Entre os planos pré-pagos (cartão), o WhatsApp é o único aplicativo ilimitado aos clientes. O executivo de uma das teles afirmou que a mudança vem sendo gradual de forma a fazer uma "transição suave". Ele destacou que a expectativa é iniciar o fim de aplicativos ilimitados nos planos pós-pagos e controle. Já no pré-pago, a mudança deve ocorrer em um segundo momento, ainda sem data.
Para Ari Lopes, da consultoria Ovum, as teles estão reforçando o discurso de que as empresas de internet devem compartilhar os custos de investimento nas redes:
- O problema é que as próprias teles não cobram nada dos clientes para acessar esses apps, então elas mesmas enfraquecem o argumento.
Por isso, eliminar o acesso gratuito faria parte da estratégia delas de conseguir que as big techs paguem pelo investimento na rede.
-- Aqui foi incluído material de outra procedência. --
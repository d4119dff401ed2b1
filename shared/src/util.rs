/// 获取当前 UTC 时间戳（毫秒）
pub fn now_millis() -> i64 {
    chrono::Utc::now().timestamp_millis()
}

/// Generate a Snowflake-style i64 for use as resource ID.
///
/// Layout (53 bits, fits in JavaScript's Number.MAX_SAFE_INTEGER):
///   - 41 bits: milliseconds since 2024-01-01 UTC (~69 years)
///   - 12 bits: random (4096 values per ms, collision-free at campus scale)
///
/// Used for restaurant and meal identifiers so the frontend can treat
/// them as plain numbers.
pub fn snowflake_id() -> i64 {
    use rand::Rng;
    // Custom epoch: 2024-01-01 00:00:00 UTC
    const EPOCH_MS: i64 = 1_704_067_200_000;
    let now = now_millis();
    let ts = (now - EPOCH_MS) & 0x1FF_FFFF_FFFF; // 41 bits
    let rand_bits: i64 = rand::thread_rng().gen_range(0..0x1000); // 12 bits
    (ts << 12) | rand_bits
}
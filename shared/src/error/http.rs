//! HTTP status code mapping for error codes

use super::codes::ErrorCode;
use http::StatusCode;

impl ErrorCode {
    /// Get the appropriate HTTP status code for this error code
    ///
    /// The staff check-in UI depends on the split between 404 (unknown
    /// code), 400 (already used, not retryable) and 409 (already
    /// cancelled / capacity lost to a concurrent booking).
    pub fn http_status(&self) -> StatusCode {
        match self {
            // Success
            Self::Success => StatusCode::OK,

            // 404 Not Found
            Self::NotFound
            | Self::ReservationNotFound
            | Self::RestaurantNotFound
            | Self::MealNotFound => StatusCode::NOT_FOUND,

            // 409 Conflict
            Self::AlreadyExists
            | Self::ReservationAlreadyCancelled
            | Self::CapacityExhausted => StatusCode::CONFLICT,

            // 503 Service Unavailable (transient errors, client can retry)
            Self::NetworkError | Self::TimeoutError => StatusCode::SERVICE_UNAVAILABLE,

            // 500 Internal Server Error
            Self::InternalError | Self::ConfigError | Self::CodeSpaceExhausted => {
                StatusCode::INTERNAL_SERVER_ERROR
            }

            // 400 Bad Request (default for validation/business errors,
            // including "already used" which the cancel UI renders as a
            // distinct, non-retryable failure)
            _ => StatusCode::BAD_REQUEST,
        }
    }
}
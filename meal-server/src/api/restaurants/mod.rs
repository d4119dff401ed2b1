//! Restaurant API 模块

mod handler;

use axum::{Router, routing::get};

use crate::core::ServerState;

pub fn router() -> Router<ServerState> {
    Router::new().nest("/api/restaurants", routes())
}

fn routes() -> Router<ServerState> {
    Router::new()
        .route("/", get(handler::list))
        .route("/{id}", get(handler::get_by_id))
        .route("/{id}/meals", get(handler::meals))
        .route(
            "/{id}/reservations/active",
            get(handler::active_reservations),
        )
}
//! Error types and API response structures

use super::codes::ErrorCode;
use http::StatusCode;
use serde::{Deserialize, Serialize};
use serde_json::Value;
use std::collections::HashMap;
use thiserror::Error;

/// Application error with structured error code and details
///
/// The primary error type for the backend, providing:
/// - Standardized error codes via [`ErrorCode`]
/// - Human-readable messages
/// - Optional structured details for debugging
#[derive(Debug, Clone, Error)]
#[error("{message}")]
pub struct AppError {
    /// The error code identifying the type of error
    pub code: ErrorCode,
    /// Human-readable error message
    pub message: String,
    /// Optional additional details (field-level errors, context, etc.)
    pub details: Option<HashMap<String, Value>>,
}

impl AppError {
    /// Create a new error with the default message for the error code
    pub fn new(code: ErrorCode) -> Self {
        Self {
            message: code.message().to_string(),
            code,
            details: None,
        }
    }

    /// Create a new error with a custom message
    pub fn with_message(code: ErrorCode, message: impl Into<String>) -> Self {
        Self {
            code,
            message: message.into(),
            details: None,
        }
    }

    /// Add a detail entry to this error
    pub fn with_detail(mut self, key: impl Into<String>, value: impl Into<Value>) -> Self {
        self.details
            .get_or_insert_with(HashMap::new)
            .insert(key.into(), value.into());
        self
    }

    /// Get the HTTP status code for this error
    pub fn http_status(&self) -> StatusCode {
        self.code.http_status()
    }

    // ==================== Convenience constructors ====================

    /// Create a validation error
    pub fn validation(msg: impl Into<String>) -> Self {
        Self::with_message(ErrorCode::ValidationFailed, msg)
    }

    /// Create a not found error
    pub fn not_found(resource: impl Into<String>) -> Self {
        let r = resource.into();
        Self::with_message(ErrorCode::NotFound, format!("{} not found", r))
            .with_detail("resource", r)
    }

    /// Create an internal error
    pub fn internal(msg: impl Into<String>) -> Self {
        Self::with_message(ErrorCode::InternalError, msg)
    }

    /// Create an invalid request error
    pub fn invalid_request(msg: impl Into<String>) -> Self {
        Self::with_message(ErrorCode::InvalidRequest, msg)
    }

    /// Create a network error (upstream fetch failed)
    pub fn network(msg: impl Into<String>) -> Self {
        Self::with_message(ErrorCode::NetworkError, msg)
    }

    /// Create a conflict error
    pub fn conflict(msg: impl Into<String>) -> Self {
        Self::with_message(ErrorCode::AlreadyExists, msg)
    }
}

/// Unified API response structure
///
/// Provides a consistent response format for error bodies and for
/// endpoints without a natural record shape:
/// - `code`: Error code (0 for success)
/// - `message`: Human-readable message
/// - `data`: Response payload (on success)
/// - `details`: Additional error details (on failure)
#[derive(Debug, Clone, Serialize, Deserialize)]
pub struct ApiResponse<T> {
    /// Error code (0 for success, non-zero for errors)
    #[serde(skip_serializing_if = "Option::is_none")]
    pub code: Option<u16>,
    /// Human-readable message
    pub message: String,
    /// Response data (present on success)
    #[serde(skip_serializing_if = "Option::is_none")]
    pub data: Option<T>,
    /// Additional error details (present on failure)
    #[serde(skip_serializing_if = "Option::is_none")]
    pub details: Option<HashMap<String, Value>>,
}

impl<T> ApiResponse<T> {
    /// Create a success response with data
    pub fn success(data: T) -> Self {
        Self {
            code: Some(0),
            message: "OK".to_string(),
            data: Some(data),
            details: None,
        }
    }
}

impl ApiResponse<()> {
    /// Create a success response without data
    pub fn ok() -> Self {
        Self {
            code: Some(0),
            message: "OK".to_string(),
            data: None,
            details: None,
        }
    }

    /// Create an error response from an AppError
    pub fn error(err: &AppError) -> Self {
        Self {
            code: Some(err.code.code()),
            message: err.message.clone(),
            data: None,
            details: err.details.clone(),
        }
    }
}

impl<T> From<AppError> for ApiResponse<T> {
    fn from(err: AppError) -> Self {
        Self {
            code: Some(err.code.code()),
            message: err.message,
            data: None,
            details: err.details,
        }
    }
}

/// Type alias for Result with AppError
pub type AppResult<T> = Result<T, AppError>;

// ===== Axum Integration =====

impl axum::response::IntoResponse for AppError {
    fn into_response(self) -> axum::response::Response {
        use axum::Json;

        let status = self.http_status();
        let body = ApiResponse::<()>::error(&self);

        // Log system errors
        if matches!(self.code.category(), super::category::ErrorCategory::System) {
            tracing::error!(
                code = %self.code,
                message = %self.message,
                "System error occurred"
            );
        }

        (status, Json(body)).into_response()
    }
}
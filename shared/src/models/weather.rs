//! Weather Model
//!
//! Forecast annotation attached to meal listings by the
//! weather-enrichment collaborator. Has no bearing on reservation
//! correctness.

use serde::{Deserialize, Serialize};

/// Daily weather forecast for a meal date
#[derive(Debug, Clone, Serialize, Deserialize)]
#[serde(rename_all = "camelCase")]
pub struct WeatherForecast {
    pub description: String,
    pub min_temperature: f64,
    pub max_temperature: f64,
    /// Probability in percent, as reported by the upstream source
    pub precipitation_probability: String,
}

/// Hit/miss counters for the weather forecast cache
#[derive(Debug, Clone, Copy, Default, Serialize, Deserialize)]
pub struct WeatherCacheStats {
    pub hits: u64,
    pub misses: u64,
}
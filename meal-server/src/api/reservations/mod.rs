//! Reservation API 模块

mod handler;

use axum::{
    Router,
    routing::{get, post, put},
};

use crate::core::ServerState;

pub fn router() -> Router<ServerState> {
    Router::new().nest("/api/reservations", routes())
}

fn routes() -> Router<ServerState> {
    Router::new()
        .route("/", post(handler::create))
        .route(
            "/{token}",
            get(handler::get_by_token).delete(handler::cancel),
        )
        .route("/{token}/use", put(handler::use_by_token))
        .route("/code/{code}", get(handler::find_by_code))
        .route("/code/{code}/use", put(handler::use_by_code))
}
//! Logging Infrastructure
//!
//! Structured logging setup with support for both development and
//! production environments.

use std::path::Path;

/// Initialize the logger
pub fn init_logger() {
    init_logger_with_file(None, None);
}

/// Initialize the logger with optional file output
pub fn init_logger_with_file(log_level: Option<&str>, log_dir: Option<&str>) {
    let level = log_level.unwrap_or("info");

    let subscriber = tracing_subscriber::fmt()
        .with_max_level(level.parse().unwrap_or(tracing::Level::INFO))
        .with_file(false)
        .with_line_number(false)
        .with_thread_ids(false)
        .with_target(false);

    // Add file output if log_dir is provided
    if let Some(dir) = log_dir {
        let log_path = Path::new(dir);
        if log_path.exists()
            && let Some(dir_str) = log_path.to_str()
        {
            let file_appender = tracing_appender::rolling::daily(dir_str, "meal-server");
            subscriber.with_writer(file_appender).init();
            return;
        }
    }

    subscriber.init();
}
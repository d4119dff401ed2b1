use super::*;

// ========================================================================
// Create
// ========================================================================

#[test]
fn test_create_returns_confirmed_reservation() {
    let manager = create_test_manager();

    let reservation = manager.create(MEAL_FRANCESINHA, 1).unwrap();

    assert_eq!(reservation.status, ReservationStatus::Confirmed);
    assert_eq!(reservation.meal_id, MEAL_FRANCESINHA);
    assert_eq!(reservation.restaurant_id, TASCA);
    assert_eq!(reservation.party_size, 1);
    assert_eq!(reservation.code.len(), crate::reservations::code::CODE_LEN);
    assert_eq!(manager.remaining_capacity(MEAL_FRANCESINHA).unwrap(), 4);
}

#[test]
fn test_create_unknown_meal() {
    let manager = create_test_manager();

    assert_eq!(
        manager.create(999, 1).unwrap_err(),
        ReservationError::MealNotFound(999)
    );
    assert_eq!(manager.reservation_count(), 0);
}

#[test]
fn test_create_rejects_zero_party_size() {
    let manager = create_test_manager();

    assert_eq!(
        manager.create(MEAL_FRANCESINHA, 0).unwrap_err(),
        ReservationError::InvalidPartySize(0)
    );
    assert_eq!(manager.remaining_capacity(MEAL_FRANCESINHA).unwrap(), 5);
}

#[test]
fn test_create_fails_when_capacity_exhausted() {
    let manager = create_test_manager();

    manager.create(MEAL_BACALHAU, 1).unwrap();
    assert_eq!(
        manager.create(MEAL_BACALHAU, 1).unwrap_err(),
        ReservationError::CapacityExhausted {
            meal_id: MEAL_BACALHAU
        }
    );
    // The failed create left no record behind
    assert_eq!(manager.reservation_count(), 1);
}

#[test]
fn test_create_party_larger_than_remaining() {
    let manager = create_test_manager();

    manager.create(MEAL_CATAPLANA, 2).unwrap();
    assert_eq!(
        manager.create(MEAL_CATAPLANA, 2).unwrap_err(),
        ReservationError::CapacityExhausted {
            meal_id: MEAL_CATAPLANA
        }
    );
    // A single seat still fits
    manager.create(MEAL_CATAPLANA, 1).unwrap();
    assert_eq!(manager.remaining_capacity(MEAL_CATAPLANA).unwrap(), 0);
}

// ========================================================================
// Use (check-in)
// ========================================================================

#[test]
fn test_use_transitions_to_used() {
    let manager = create_test_manager();
    let reservation = manager.create(MEAL_FRANCESINHA, 1).unwrap();

    let used = manager.mark_used(&reservation.code).unwrap();
    assert_eq!(used.status, ReservationStatus::Used);

    // Status is visible through lookup afterwards
    assert_eq!(
        manager.get(&reservation.code).unwrap().status,
        ReservationStatus::Used
    );
}

#[test]
fn test_use_twice_conflicts() {
    let manager = create_test_manager();
    let reservation = manager.create(MEAL_FRANCESINHA, 1).unwrap();

    manager.mark_used(&reservation.code).unwrap();
    assert_eq!(
        manager.mark_used(&reservation.code).unwrap_err(),
        ReservationError::AlreadyUsed(reservation.code.clone())
    );
}

#[test]
fn test_use_does_not_touch_the_ledger() {
    let manager = create_test_manager();
    let reservation = manager.create(MEAL_FRANCESINHA, 2).unwrap();
    assert_eq!(manager.remaining_capacity(MEAL_FRANCESINHA).unwrap(), 3);

    manager.mark_used(&reservation.code).unwrap();
    assert_eq!(manager.remaining_capacity(MEAL_FRANCESINHA).unwrap(), 3);
}

#[test]
fn test_use_unknown_code() {
    let manager = create_test_manager();

    assert_eq!(
        manager.mark_used("ZZZZZZ").unwrap_err(),
        ReservationError::NotFound("ZZZZZZ".into())
    );
}

// ========================================================================
// Cancel
// ========================================================================

#[test]
fn test_cancel_restores_capacity() {
    let manager = create_test_manager();
    let reservation = manager.create(MEAL_FRANCESINHA, 3).unwrap();
    assert_eq!(manager.remaining_capacity(MEAL_FRANCESINHA).unwrap(), 2);

    let cancelled = manager.cancel(&reservation.code).unwrap();
    assert_eq!(cancelled.status, ReservationStatus::Cancelled);
    assert_eq!(manager.remaining_capacity(MEAL_FRANCESINHA).unwrap(), 5);
}

#[test]
fn test_cancelled_reservation_stays_queryable() {
    let manager = create_test_manager();
    let reservation = manager.create(MEAL_FRANCESINHA, 1).unwrap();

    manager.cancel(&reservation.code).unwrap();

    let found = manager.get(&reservation.code).unwrap();
    assert_eq!(found.status, ReservationStatus::Cancelled);
}

#[test]
fn test_use_after_cancel_conflicts() {
    // create -> cancel -> use attempt
    let manager = create_test_manager();
    let reservation = manager.create(MEAL_BACALHAU, 1).unwrap();

    manager.cancel(&reservation.code).unwrap();
    assert_eq!(
        manager.mark_used(&reservation.code).unwrap_err(),
        ReservationError::AlreadyCancelled(reservation.code.clone())
    );
    // Seat returned exactly once
    assert_eq!(manager.remaining_capacity(MEAL_BACALHAU).unwrap(), 1);
}

#[test]
fn test_cancel_after_use_conflicts() {
    // create -> use -> cancel attempt; the consumed seat
    // stays consumed.
    let manager = create_test_manager();
    let reservation = manager.create(MEAL_BACALHAU, 1).unwrap();

    manager.mark_used(&reservation.code).unwrap();
    assert_eq!(
        manager.cancel(&reservation.code).unwrap_err(),
        ReservationError::AlreadyUsed(reservation.code.clone())
    );
    assert_eq!(manager.remaining_capacity(MEAL_BACALHAU).unwrap(), 0);
}

#[test]
fn test_cancel_twice_conflicts_and_releases_once() {
    let manager = create_test_manager();
    let reservation = manager.create(MEAL_FRANCESINHA, 2).unwrap();

    manager.cancel(&reservation.code).unwrap();
    assert_eq!(
        manager.cancel(&reservation.code).unwrap_err(),
        ReservationError::AlreadyCancelled(reservation.code.clone())
    );
    // Restored by exactly the party size, exactly once
    assert_eq!(manager.remaining_capacity(MEAL_FRANCESINHA).unwrap(), 5);
}

#[test]
fn test_cancel_unknown_code() {
    let manager = create_test_manager();

    assert_eq!(
        manager.cancel("ZZZZZZ").unwrap_err(),
        ReservationError::NotFound("ZZZZZZ".into())
    );
}

// ========================================================================
// Lookup and staff listing
// ========================================================================

#[test]
fn test_empty_code_is_validation_error() {
    let manager = create_test_manager();

    assert_eq!(manager.get("").unwrap_err(), ReservationError::EmptyCode);
    assert_eq!(
        manager.mark_used("   ").unwrap_err(),
        ReservationError::EmptyCode
    );
}

#[test]
fn test_active_listing_per_restaurant() {
    let manager = create_test_manager();

    let first = manager.create(MEAL_FRANCESINHA, 1).unwrap();
    let second = manager.create(MEAL_FRANCESINHA, 1).unwrap();
    manager.create(MEAL_CATAPLANA, 1).unwrap();

    assert_eq!(manager.active_for_restaurant(TASCA).len(), 2);
    assert_eq!(manager.active_for_restaurant(MARISQUEIRA).len(), 1);

    // Used and cancelled reservations drop out of the active view
    manager.mark_used(&first.code).unwrap();
    manager.cancel(&second.code).unwrap();
    assert!(manager.active_for_restaurant(TASCA).is_empty());
}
O analista Andre Gildin, da RKKG Consultoria, lembrou que o acesso ilimitado ajudou as operadoras a popularizarem o uso de dados e incentivar a migração de clientes para o modelo pós-pago. Por outro lado, disse ele, ajudou os próprios aplicativos a massificar o seu uso.
- Mas esse modelo suscita a discussão de quem paga a conta. Eu acredito que, com a introdução do 5G, as operadoras vão, gradativamente, segregar mais os planos pós-pagos, oferecendo uma diferenciação na velocidade e quantidade de tráfego, o que inclui ter ou não limitação do uso de apps, como o whatsapp . Claro que acabar esse modelo de uma vez não será fácil, mas faz sentido em um modelo de diferenciação por qualidade.